I don’t ask God what took him so long; instead it is he who asks me “My
son, what took you so long”? “So many times you called on me. You prayed
for second chances. You promised to turn your will over to me, yet so many
times you took it back. Your sacrifices were of your own doing, yet it is your
suffering which makes you a powerful tool to help those who are able to relate
to you. Sinners need to hear from sinners, for the voice of a saint will fall
on death ears, yet a sinner who has given his life to the Lord carries a
powerful influence to those who still wander this earth lost, searching for
hope and it is your tales of faith that shall pierce their hearts and fill
their souls with my spirit and they too shall find the peace I have lovingly
given to you. Give of your self freely, for your reward is larger than your
earthly mind could ever understand” We
walk along an empty beach yet I don’t feel my feet touching the sand. I
realize that he is showing me a glimpse of heaven, for my heart is overwhelmed
with Joy and my mind is at peace as I realize that the external concerns that
absorb us as humans in this world are the farthest thing away from the life
that my God desires for me. I
begin to ask him questions that remain mysteries to us as humans. “Is there
a heaven?” “Will I see my departed love ones when I leave this realm and
move on to the afterlife?” God laid his hand on my shoulder. I felt a
powerful Love that brought tears to my eyes. So overwhelming, indescribable in
any manner or words known to man. It feels as if I’m floating in God’s
arms and I feel safe and secure for the first time in my life. When
I turn to look at him I am somewhat blinded by this amazing light. A light
different then any light I have seen on this earth. Suddenly all my wonders
become so clear to me, so simple that I never saw them, all the while they
were with me, right in front of me. No, not in front of me, or beside me, but
within me. I had lived in the material world for so long that I had truly lost
site of who I was and why I was here. At last my purpose was clear to me and I
could hear the angels singing from the gates of heaven. My heart rejoiced and
I can not describe the freedom I was basking in or the pleasure I was feeling
knowing that God loved me so much. It became so clear to me how tiny my
earthly concerns had been. My life would no longer be lived in the earthly
plain where guilt and envy dwelled. I would never again worry about anything,
including money, food, health, or employment. These were all things that will
be left behind when my journey here was over and I went to dwell in the house
of the Lord. I knew that I would be provided for and I could now set my
intentions on God’s will for me. I
walk this earth to give hope to those in despair, to give faith to those who
see no future, and love to all of God’s children unconditionally. Through my
trials and tribulations came a powerful message from God through me. I will
lead by example with a loving soul and a forgiving heart. I will not indulge
prejudice but treat all my brothers and sisters as equals, because we are all
one and the same in the eyes of our Lord. As
God wishes I will breach the boundaries of this worlds many religions, for
there is one God and he chooses no favorites, with the exception of those who
do his work and follow his word. To those they shall have favor from our Lord
and from all men. They are not above any other man; only in their testimonies
do they separate them selves as disciples of the lord, messengers and leaders
by example. Before
the lord left me he comforted me. He promised me that His spirit will guide me
and be with me for eternity. “You will walk this earth with angels at your
side. All who see you will know that you have the hand of God upon you”.
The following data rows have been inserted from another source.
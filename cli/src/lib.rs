pub mod args;
pub mod cli;
pub mod env_var;
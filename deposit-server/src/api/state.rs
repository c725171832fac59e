use std::{sync::Arc, time::Duration};

use deposit_client_sdk::external_api::contract::{
    deposit_contract::{ConfirmationConfig, DepositContract},
    utils::get_provider_with_signer,
};

use crate::{
    app::deposit_server::{DepositServer, DEFAULT_TOKEN_DECIMALS},
    Env,
};

#[derive(Clone)]
pub struct State {
    pub deposit_server: Arc<DepositServer>,
}

impl State {
    pub fn new(env: &Env) -> anyhow::Result<Self> {
        let provider = get_provider_with_signer(&env.rpc_url, env.private_key)?;
        let confirmation = ConfirmationConfig {
            required_confirmations: env.required_confirmations.unwrap_or(1),
            timeout: env.confirmation_timeout.map(Duration::from_secs),
        };
        let contract = DepositContract::new(provider, env.contract_address, confirmation);
        let deposit_server = DepositServer::new(
            Arc::new(contract),
            env.token_decimals.unwrap_or(DEFAULT_TOKEN_DECIMALS),
        );
        Ok(Self::from_deposit_server(deposit_server))
    }

    pub fn from_deposit_server(deposit_server: DepositServer) -> Self {
        State {
            deposit_server: Arc::new(deposit_server),
        }
    }
}
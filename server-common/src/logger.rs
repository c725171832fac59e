use actix_web::{
    body::MessageBody,
    dev::{ServiceRequest, ServiceResponse},
    HttpMessage,
};
use std::time::Instant;
use thiserror::Error;
use tracing::Span;
use tracing_actix_web::RootSpanBuilder;
use tracing_subscriber::{
    fmt,
    layer::SubscriberExt as _,
    util::{SubscriberInitExt as _, TryInitError},
    EnvFilter,
};

use crate::{env::Env, health_check::load_name_and_version, tracer};

#[derive(Error, Debug)]
pub enum InitLoggerError {
    #[error("Failed to load logger environment variables: {0}")]
    EnvError(#[from] envy::Error),

    #[error("Failed to initialize tracer: {0}")]
    TracerError(#[from] opentelemetry::trace::TraceError),

    #[error("Failed to initialize logger: {0}")]
    TryInitError(#[from] TryInitError),
}

pub fn init_logger() -> Result<(), InitLoggerError> {
    let (name, version) = load_name_and_version();

    dotenvy::dotenv().ok();
    let env = envy::from_env::<Env>()?;
    let env_filter = EnvFilter::new(&env.app_log);

    if env.env.is_local() {
        // Log to stdout
        let subscriber = fmt::Layer::new().with_line_number(true);
        tracing_subscriber::registry()
            .with(subscriber)
            .with(env_filter)
            .try_init()?;
        return Ok(());
    }

    let subscriber = fmt::Layer::new()
        .with_target(false)
        .with_span_events(fmt::format::FmtSpan::NEW | fmt::format::FmtSpan::CLOSE)
        .json();
    if env.otlp_collector_endpoint.is_empty() {
        tracing_subscriber::registry()
            .with(subscriber)
            .with(env_filter)
            .try_init()?;
    } else {
        use opentelemetry::trace::TracerProvider as _;
        let provider = tracer::init_tracer(
            name.clone(),
            version,
            &env.otlp_collector_endpoint,
            env.otlp_sample_ratio,
        )?;
        let otlp_tracer = provider.tracer(name);
        tracing_subscriber::registry()
            .with(subscriber)
            .with(env_filter)
            .with(tracing_opentelemetry::layer().with_tracer(otlp_tracer))
            .try_init()?;
    }
    Ok(())
}

pub struct CustomRootSpanBuilder;

impl RootSpanBuilder for CustomRootSpanBuilder {
    fn on_request_start(request: &ServiceRequest) -> tracing::Span {
        request.extensions_mut().insert(Instant::now());
        tracing::info_span!(
            "http-request",
            "http.client_ip" = %request.connection_info().peer_addr().unwrap_or(""),
            "http.flavor" = ?request.version(),
            "http.host" = %request.connection_info().host(),
            "http.method" = %request.method(),
            "http.route" = %request.path(),
            "http.scheme" = %request.connection_info().scheme(),
            "http.user_agent" = %request.headers().get("user-agent").and_then(|h| h.to_str().ok()).unwrap_or(""),
            "otel.kind" = "server",
            "otel.name" = %format!("{} {}", request.method(), request.path()),
            "request_id" = %uuid::Uuid::new_v4(),
            status_code = tracing::field::Empty,
            latency = tracing::field::Empty,
            error = tracing::field::Empty,
        )
    }

    fn on_request_end<B: MessageBody>(
        span: Span,
        response: &Result<ServiceResponse<B>, actix_web::Error>,
    ) {
        match response {
            Ok(resp) => {
                span.record("status_code", resp.status().as_u16());
                if let Some(start_time) = resp.request().extensions().get::<Instant>() {
                    span.record("latency", format!("{:?}", start_time.elapsed()));
                }
                tracing::info!("request-end");
            }
            Err(error) => {
                span.record("error", error.to_string());
                tracing::error!(error = %error, "request failed");
            }
        }
    }
}
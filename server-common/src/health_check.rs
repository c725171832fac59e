use std::sync::OnceLock;

use actix_web::{get, web::Json};
use serde::{Deserialize, Serialize};

#[derive(Debug, Serialize, Deserialize)]
pub struct HealthCheckResponse {
    pub name: String,
    pub version: String,
}

static NAME_AND_VERSION: OnceLock<(String, String)> = OnceLock::new();

/// Records the running binary's package name and version. Call once from
/// `main` with `env!("CARGO_PKG_NAME")` and `env!("CARGO_PKG_VERSION")`.
pub fn set_name_and_version(name: &str, version: &str) {
    let _ = NAME_AND_VERSION.set((name.to_string(), version.to_string()));
}

pub fn load_name_and_version() -> (String, String) {
    NAME_AND_VERSION
        .get()
        .cloned()
        .unwrap_or_else(|| ("unknown".to_string(), "unknown".to_string()))
}

#[get("/health-check")]
pub async fn health_check() -> Json<HealthCheckResponse> {
    let (name, version) = load_name_and_version();
    Json(HealthCheckResponse { name, version })
}
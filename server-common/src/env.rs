use serde::Deserialize;

use common::env::EnvType;

#[derive(Deserialize)]
pub struct Env {
    #[serde(default = "default_env")]
    pub env: EnvType,

    #[serde(default = "default_app_log_level")]
    pub app_log: String,

    #[serde(default = "default_otlp_collector_endpoint")]
    pub otlp_collector_endpoint: String,

    #[serde(default = "default_otlp_sample_ratio")]
    pub otlp_sample_ratio: f64,
}

fn default_env() -> EnvType {
    EnvType::Dev
}

fn default_app_log_level() -> String {
    "info".to_string()
}

fn default_otlp_collector_endpoint() -> String {
    "".to_string()
}

fn default_otlp_sample_ratio() -> f64 {
    1.0
}
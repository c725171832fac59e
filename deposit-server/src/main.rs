use actix_cors::Cors;
use actix_web::{web::Data, App, HttpServer};
use deposit_client_sdk::external_api::contract::utils::get_address_from_private_key;
use deposit_server::{
    api::{
        api::{deposit_server_routes, json_config},
        state::State,
    },
    Env,
};
use server_common::{
    health_check::{health_check, set_name_and_version},
    logger,
};
use std::io;
use tracing_actix_web::TracingLogger;

#[actix_web::main]
async fn main() -> std::io::Result<()> {
    set_name_and_version(env!("CARGO_PKG_NAME"), env!("CARGO_PKG_VERSION"));
    logger::init_logger().map_err(|e| io::Error::new(io::ErrorKind::Other, e))?;

    dotenvy::dotenv().ok();

    let env: Env = envy::from_env().map_err(|e| {
        io::Error::new(
            io::ErrorKind::Other,
            format!("Failed to parse environment variables: {}", e),
        )
    })?;
    let depositor = get_address_from_private_key(env.private_key)
        .map_err(|e| io::Error::new(io::ErrorKind::Other, e))?;
    let state = State::new(&env).map_err(|e| {
        io::Error::new(
            io::ErrorKind::Other,
            format!("Failed to initialize deposit server: {}", e),
        )
    })?;
    tracing::info!(
        "Starting deposit server on port {} with depositor {:?} and contract {:?}",
        env.port,
        depositor,
        env.contract_address
    );

    let state = Data::new(state);
    HttpServer::new(move || {
        let cors = Cors::permissive();
        App::new()
            .wrap(cors)
            .wrap(TracingLogger::<logger::CustomRootSpanBuilder>::new())
            .app_data(json_config())
            .app_data(state.clone())
            .service(health_check)
            .configure(deposit_server_routes)
    })
    .bind(format!("0.0.0.0:{}", env.port))?
    .run()
    .await
}
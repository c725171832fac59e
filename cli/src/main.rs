use clap::Parser;
use colored::Colorize as _;
use deposit_cli::{
    args::{Args, Commands},
    cli::{
        deposit::{deposit, format_success},
        error::CliError,
        form::{prompt_amount, prompt_deposit_option},
    },
    env_var::EnvVar,
};
use deposit_client_sdk::external_api::deposit_server::DepositServerClient;

#[tokio::main]
async fn main() -> anyhow::Result<()> {
    env_logger::builder()
        .filter_level(log::LevelFilter::Info)
        .init();
    let args = Args::parse();

    dotenvy::dotenv().ok();

    if let Err(e) = main_process(args.command).await {
        println!("{}", e.to_string().red());
        std::process::exit(1);
    }
    Ok(())
}

async fn main_process(command: Commands) -> Result<(), CliError> {
    let env = envy::from_env::<EnvVar>()?;
    match command {
        Commands::Deposit {
            option,
            amount,
            server_url,
        } => {
            let option = match option {
                Some(option) => option,
                None => prompt_deposit_option()?,
            };
            let amount = match amount {
                Some(amount) => amount,
                None => prompt_amount()?,
            };
            let base_url = server_url.unwrap_or(env.deposit_server_base_url);
            let client = DepositServerClient::new(&base_url);
            let tx_hash = deposit(&client, option, &amount).await?;
            println!("{}", format_success(tx_hash).green());
        }
    }
    Ok(())
}
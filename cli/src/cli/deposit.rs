use deposit_interfaces::api::deposit_server::{
    interface::DepositServerClientInterface,
    types::{DepositOption, DepositRequest},
};

use super::error::CliError;
use alloy::primitives::B256;

/// Sends the form values verbatim and returns the confirmed transaction hash.
pub async fn deposit<C: DepositServerClientInterface>(
    client: &C,
    option: DepositOption,
    amount: &str,
) -> Result<B256, CliError> {
    log::info!("Depositing {} {}", amount, option.label());
    let request = DepositRequest::new(option, amount);
    let response = client
        .deposit(&request)
        .await
        .map_err(CliError::DepositFailed)?;
    Ok(response.tx_hash)
}

pub fn format_success(tx_hash: B256) -> String {
    format!("Success! Transaction Hash: {tx_hash:?}")
}

#[cfg(test)]
mod tests {
    use async_trait::async_trait;
    use deposit_client_sdk::external_api::deposit_server::DepositServerClient;
    use deposit_interfaces::api::{
        deposit_server::types::DepositResponse, error::ServerError,
    };
    use mockito::{Matcher, Server};
    use serde_json::json;
    use std::cell::RefCell;

    use super::*;

    struct RecordingClient {
        requests: RefCell<Vec<DepositRequest>>,
        response: fn() -> Result<DepositResponse, ServerError>,
    }

    #[async_trait(?Send)]
    impl DepositServerClientInterface for RecordingClient {
        async fn deposit(&self, request: &DepositRequest) -> Result<DepositResponse, ServerError> {
            self.requests.borrow_mut().push(request.clone());
            (self.response)()
        }
    }

    #[tokio::test]
    async fn test_amount_is_forwarded_verbatim() {
        let client = RecordingClient {
            requests: RefCell::new(vec![]),
            response: || {
                Err(ServerError::ServerError(
                    400,
                    "Invalid request parameters".to_string(),
                    None,
                    "http://localhost:5000/deposit".to_string(),
                ))
            },
        };

        let result = deposit(&client, DepositOption::Native, "").await;

        let requests = client.requests.borrow();
        assert_eq!(requests.len(), 1);
        assert_eq!(requests[0].deposit_option, Some(json!(0)));
        assert_eq!(requests[0].amount, Some(json!("")));
        let err = result.unwrap_err();
        assert_eq!(err.to_string(), "Error: Invalid request parameters");
    }

    #[tokio::test]
    async fn test_deposit_against_server() {
        let mut server = Server::new_async().await;
        let tx_hash = B256::repeat_byte(0x0f);
        let mock = server
            .mock("POST", "/deposit")
            .match_body(Matcher::PartialJsonString(
                r#"{"depositOption":1,"amount":"50"}"#.to_string(),
            ))
            .with_status(200)
            .with_header("content-type", "application/json")
            .with_body(format!(r#"{{"success":true,"txHash":"{tx_hash}"}}"#))
            .create_async()
            .await;

        let client = DepositServerClient::new(&server.url());
        let result = deposit(&client, DepositOption::Token, "50").await.unwrap();

        assert_eq!(result, tx_hash);
        assert_eq!(
            format_success(result),
            format!("Success! Transaction Hash: 0x{}", "0f".repeat(32))
        );
        mock.assert_async().await;
    }

    #[tokio::test]
    async fn test_server_details_are_shown() {
        let mut server = Server::new_async().await;
        let mock = server
            .mock("POST", "/deposit")
            .with_status(500)
            .with_header("content-type", "application/json")
            .with_body(r#"{"error":"Deposit failed","details":"insufficient funds"}"#)
            .create_async()
            .await;

        let client = DepositServerClient::new(&server.url());
        let err = deposit(&client, DepositOption::Native, "1")
            .await
            .unwrap_err();

        assert_eq!(
            err.to_string(),
            "Error: Deposit failed\nDetails: insufficient funds"
        );
        mock.assert_async().await;
    }

    #[tokio::test]
    async fn test_unreachable_server_falls_back_to_transport_error() {
        let client = DepositServerClient::new("http://127.0.0.1:9");
        let err = deposit(&client, DepositOption::Native, "1")
            .await
            .unwrap_err();
        assert!(err.to_string().starts_with("Error: Network error:"));
    }
}
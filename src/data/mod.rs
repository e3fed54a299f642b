mod loader;

pub use loader::{
    DEFAULT_QUESTIONS_PATH, LoadError, find_question, load_questions_from_json, next_id,
    save_questions_to_json,
};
“Do not fear, for you as a believer have opened the gates of heaven to all
whom you love, those with you now and those that now reside in peace in the
house of your Lord”. I was so rejoiced and began to walk on air. “I love
you so much God, Thank you!” And once again God laid his hands on me and his
voice spoke through my ears to the depths of my soul. “I love you my son and
I am very proud of you”. My body was filled with this beautiful spirit that
consumed my every being. The spirit was loving and nurturing and the purest of
pure. I was as a newborn coming into this world cleansed and without sin. I
felt compassion, every breath of air I took was full of direction and purpose. The
Lord left my side yet I could still feel him resting inside of me. What an
honor to serve such a loving Father. It was time to spread God’s love and
compassion with those who were suffering spiritually. What a wonderful journey
lies ahead. What a wonderful friend to travel with. Yes, I am truly blessed!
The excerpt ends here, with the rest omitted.